Problem Description​

There are n points on a road labeled from 1 to n in the direction you are going. You want to drive from point 1 to point n to make money by picking up passengers. You cannot change the direction of the taxi.

Passengers are represented by a 0-indexed 2D integer array rides, where rides[i] = [starti, endi, tipi] denotes the i-th passenger requesting a ride from point starti to point endi and is willing to give a tipi dollar tip.

For each passenger you pick up, you earn endi - starti + tipi dollars. You may only drive at most one passenger at a time.

Given n and rides, return the maximum number of dollars you can earn by picking up passengers optimally.

Examples​

Example 1:

Input: n = 5, rides = [[2,5,4],[1,5,1]]
Output: 7
Explanation: We can pick up passenger 0 to earn 5 - 2 + 4 = 7 dollars.

Example 2:

Input: n = 20, rides = [[1,6,1],[3,10,2],[10,12,3],[11,12,2],[12,15,2],[13,18,1]]
Output: 20
Explanation: We will pick up the following passengers:

Drive passenger 1 from point 3 to point 10 for a profit of 10 - 3 + 2 = 9 dollars.
Drive passenger 2 from point 10 to point 12 for a profit of 12 - 10 + 3 = 5 dollars.
Drive passenger 5 from point 13 to point 18 for a profit of 18 - 13 + 1 = 6 dollars.
We earn 9 + 5 + 6 = 20 dollars in total.

Constraints​

  • 1 <= n <= 10^5
  • 1 <= rides.length <= 3 * 10^4
  • rides[i].length == 3
  • 1 <= starti < endi <= n
  • 1 <= tipi <= 10^5

Approach​

To solve this problem efficiently:

  1. Sort the rides array based on the end points endi.

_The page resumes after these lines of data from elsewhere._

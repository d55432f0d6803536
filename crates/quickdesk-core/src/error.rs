use thiserror::Error;

/// Core error type for QuickDesk operations.
#[derive(Error, Debug)]
pub enum DeskError {
    #[error("Configuration error: {0}")]
    Config(String),

    #[error("Database error: {0}")]
    Database(String),

    #[error("Serialization error: {0}")]
    Serialization(String),

    #[error("IO error: {0}")]
    Io(#[from] std::io::Error),

    #[error("SQL error: {0}")]
    Sql(#[from] sqlx::Error),

    #[error("Invalid argument: {0}")]
    InvalidArgument(String),

    #[error("Not found: {0}")]
    NotFound(String),

    #[error("Unauthorized: {0}")]
    Unauthorized(String),

    /// Access to a resource was refused. `redirect_to` carries the page the
    /// client should fall back to, when there is one.
    #[error("Forbidden: {message}")]
    Forbidden {
        message: String,
        redirect_to: Option<String>,
    },

    #[error("Validation error: {0}")]
    Validation(String),

    #[error("Conflict: {0}")]
    Conflict(String),

    #[error("Storage error: {0}")]
    Storage(String),

    #[error("Timeout: {0}")]
    Timeout(String),

    #[error("Internal error: {0}")]
    Internal(String),
}

impl DeskError {
    /// Forbidden without a redirect target.
    pub fn forbidden(message: impl Into<String>) -> Self {
        DeskError::Forbidden {
            message: message.into(),
            redirect_to: None,
        }
    }
}

impl From<serde_json::Error> for DeskError {
    fn from(e: serde_json::Error) -> Self {
        DeskError::Serialization(e.to_string())
    }
}

/// Result type alias using DeskError.
pub type Result<T> = std::result::Result<T, DeskError>;
//! Object storage for ticket attachments.

use async_trait::async_trait;
use chrono::{DateTime, Utc};
use uuid::Uuid;

use crate::error::Result;

/// A bucket of opaque objects addressed by slash-separated keys.
#[async_trait]
pub trait ObjectStore: Send + Sync + 'static {
    async fn upload(&self, path: &str, bytes: &[u8], content_type: &str) -> Result<()>;

    /// Object bytes, or `None` when nothing is stored at `path`.
    async fn get(&self, path: &str) -> Result<Option<Vec<u8>>>;

    /// Removing a missing object is not an error.
    async fn remove(&self, path: &str) -> Result<()>;

    /// URL a browser can fetch the object from.
    fn public_url(&self, path: &str) -> String;
}

/// Reduce a client-supplied file name to a safe basename.
///
/// Directory components are dropped and anything outside
/// `[A-Za-z0-9._-]` becomes `_`. Never returns an empty string or a name
/// starting with a dot.
pub fn sanitize_file_name(name: &str) -> String {
    let base = name.rsplit(['/', '\\']).next().unwrap_or(name);
    let cleaned: String = base
        .chars()
        .map(|c| {
            if c.is_ascii_alphanumeric() || matches!(c, '.' | '_' | '-') {
                c
            } else {
                '_'
            }
        })
        .collect();
    let cleaned = cleaned.trim_start_matches('.');
    if cleaned.is_empty() {
        "file".to_string()
    } else {
        cleaned.to_string()
    }
}

/// Object key for an attachment:
/// `tickets/{ticket}/{unix millis}-{8 hex of upload_id}-{name}`.
///
/// `upload_id` tells apart same-named files stored in the same millisecond.
pub fn attachment_path(
    ticket_id: Uuid,
    file_name: &str,
    at: DateTime<Utc>,
    upload_id: Uuid,
) -> String {
    let tag = upload_id.simple().to_string();
    format!(
        "tickets/{}/{}-{}-{}",
        ticket_id,
        at.timestamp_millis(),
        &tag[..8],
        sanitize_file_name(file_name)
    )
}

/// Validate an object key: relative, no empty, `.` or `..` segments.
pub fn is_safe_key(path: &str) -> bool {
    !path.is_empty()
        && !path.starts_with('/')
        && !path.contains('\\')
        && path
            .split('/')
            .all(|seg| !seg.is_empty() && seg != "." && seg != "..")
}
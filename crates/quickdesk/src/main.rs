mod cli;
mod runtime;

use anyhow::Result;
use clap::Parser;

#[tokio::main]
async fn main() -> Result<()> {
    let cli = cli::Cli::parse();
    cli.execute().await
}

If two rides end at the same point, sort by their start points starti.
  2. Use dynamic programming (DP) to compute the maximum earnings up to each endpoint endi:
    • Initialize a DP array dp where dp[i] represents the maximum earnings up to point i.
    • Iterate through each ride and update dp[endi] with the maximum earnings considering picking up the ride or not.
  3. Traverse the dp array to find the maximum earnings possible by the endpoint n.

This approach ensures efficiency by leveraging sorting and dynamic programming to compute the optimal solution.

C++ Solution​

class Solution {
public:
    long long maxTaxiEarnings(int n, vector<vector<int>>& rides) {
        sort(rides.begin(), rides.end(), [](const vector<int>& a, const vector<int>& b) {
            if (a[1] == b[1]) {
                return a[0] < b[0];
            }
            return a[1] < b[1];
        });
        
        vector<long long> dp(n + 1);
        int j = 0;
        long long maxProfit = 0;
        
        for (int i = 1; i <= n; ++i) {
            dp[i] = dp[i - 1];
            while (j < rides.size() && rides[j][1] == i) {
                int start = rides[j][0];
                int end = rides[j][1];
                int tip = rides[j][2];
                long long profit = end - start + tip;
                dp[end] = max(dp[end], dp[start] + profit);
                ++j;
            }
            maxProfit = max(maxProfit, dp[i]);
        }
        
        return maxProfit;
    }
};